Dès que le rapporteur eut fini de parler, sans perdre un instant, la Convention décréta : « Il y a lieu à accusation contre Talleyrand-Périgord, ci-devant évêque d’Autun et... le scellé sera mis sur-le-champ sur ses papiers. » En même temps, plusieurs arrestations, entre autres celles de Rivarol et de Parent de Chassy, furent décidées, et l’on vota d’acclamation que tous les bustes ou effigies de Mirabeau seraient recouverts d’un voile. Le lendemain, 6 décembre, « sur la réquisition du citoyen ministre de la Justice, » la Commune de Paris décernait contre Talleyrand un ordre d’amener ; des instructions furent données à deux commissaires pour apposer les scellés sur ses papiers[2].
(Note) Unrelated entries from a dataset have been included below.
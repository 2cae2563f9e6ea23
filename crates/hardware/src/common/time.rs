//! Simulated time.
//!
//! The kernel keeps a single time cursor in picoseconds. Configuration and test code speak in
//! the units the waveform viewer would show (`ns` for a 250 MHz clock), so this module carries
//! both the raw cursor type and the unit conversions.

use std::fmt;
use std::ops::{Add, AddAssign, Sub};

use serde::{Deserialize, Serialize};

/// Time unit used by configuration values and delay helpers.
#[derive(Debug, Clone, Copy, PartialEq, Eq, Default, Deserialize, Serialize)]
#[serde(rename_all = "lowercase")]
pub enum TimeUnit {
    /// Picoseconds (kernel resolution).
    Ps,
    /// Nanoseconds.
    #[default]
    Ns,
    /// Microseconds.
    Us,
    /// Milliseconds.
    Ms,
}

impl TimeUnit {
    /// Number of picoseconds in one unit.
    pub const fn picos(self) -> u64 {
        match self {
            Self::Ps => 1,
            Self::Ns => 1_000,
            Self::Us => 1_000_000,
            Self::Ms => 1_000_000_000,
        }
    }
}

/// A point on (or a span of) the simulated time axis, in picoseconds.
#[derive(Clone, Copy, Debug, Default, PartialEq, Eq, PartialOrd, Ord, Hash)]
pub struct SimTime(pub u64);

impl SimTime {
    /// Time zero.
    pub const ZERO: Self = Self(0);

    /// Creates a time value from an amount and a unit.
    pub const fn new(amount: u64, unit: TimeUnit) -> Self {
        Self(amount.saturating_mul(unit.picos()))
    }

    /// Creates a time value in nanoseconds.
    pub const fn from_ns(ns: u64) -> Self {
        Self::new(ns, TimeUnit::Ns)
    }

    /// Returns the raw picosecond count.
    #[inline(always)]
    pub const fn as_ps(self) -> u64 {
        self.0
    }

    /// Returns the value in whole units of `unit`, truncating.
    pub const fn in_unit(self, unit: TimeUnit) -> u64 {
        self.0 / unit.picos()
    }

    /// Adds a span, saturating at the end of time instead of wrapping.
    pub const fn saturating_add(self, rhs: Self) -> Self {
        Self(self.0.saturating_add(rhs.0))
    }
}

impl Add for SimTime {
    type Output = Self;

    fn add(self, rhs: Self) -> Self {
        self.saturating_add(rhs)
    }
}

impl AddAssign for SimTime {
    fn add_assign(&mut self, rhs: Self) {
        *self = *self + rhs;
    }
}

impl Sub for SimTime {
    type Output = Self;

    fn sub(self, rhs: Self) -> Self {
        Self(self.0.saturating_sub(rhs.0))
    }
}

impl fmt::Display for SimTime {
    fn fmt(&self, f: &mut fmt::Formatter<'_>) -> fmt::Result {
        for (unit, suffix) in [
            (TimeUnit::Ms, "ms"),
            (TimeUnit::Us, "us"),
            (TimeUnit::Ns, "ns"),
        ] {
            if self.0 != 0 && self.0 % unit.picos() == 0 {
                return write!(f, "{} {}", self.0 / unit.picos(), suffix);
            }
        }
        write!(f, "{} ps", self.0)
    }
}

#[cfg(test)]
mod tests {
    use super::*;

    #[test]
    fn display_picks_the_coarsest_exact_unit() {
        assert_eq!(SimTime::from_ns(456).to_string(), "456 ns");
        assert_eq!(SimTime::new(2, TimeUnit::Us).to_string(), "2 us");
        assert_eq!(SimTime(1500).to_string(), "1500 ps");
        assert_eq!(SimTime::ZERO.to_string(), "0 ps");
    }

    #[test]
    fn arithmetic_saturates() {
        assert_eq!(SimTime(u64::MAX) + SimTime(1), SimTime(u64::MAX));
        assert_eq!(SimTime(1) - SimTime(5), SimTime::ZERO);
    }
}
Le 7 décembre, de nouveau, le nom de Talleyrand était prononcé à la Convention. Ce jour-là, le capucin défroqué Chabot, député du Loir-et-Cher, faisait lire le Journal de la mission à Londres d’un agent secret, Achille Viard, chargé par certains membres du Comité de sûreté générale de dépister les complots des émigrés. Viard prétendait qu’il avait vu en Angleterre Talleyrand et Narbonne, que Talleyrand y intriguait avec plusieurs prélats, notamment avec les évêques de Saint-Pol-de-Léon, de Lisieux, d’Angoulême, de Poitiers et d’Amiens, et qu’il s’était publiquement vanté de sauver Louis XVI, grâce à ses amis de la Convention. Les députés prêtaient l’oreille. Mais Achille Viard, au lieu de ne s’en prendre qu’aux absens, eut la maladresse de mettre en cause Roland et sa femme, Fauchet,

  1. Recueil des pièces justificatives de l’acte énonciatif des crimes de Louis Capet, réunies par la Commission des vingt et un. Pièces comprises au premier inventaire. Pièce 4.
  2. L’original de cet ordre d’arrestation fait partie de la collection d’autographes lie M. Georges Cain, qui a eu l’amabilité de me le communiquer.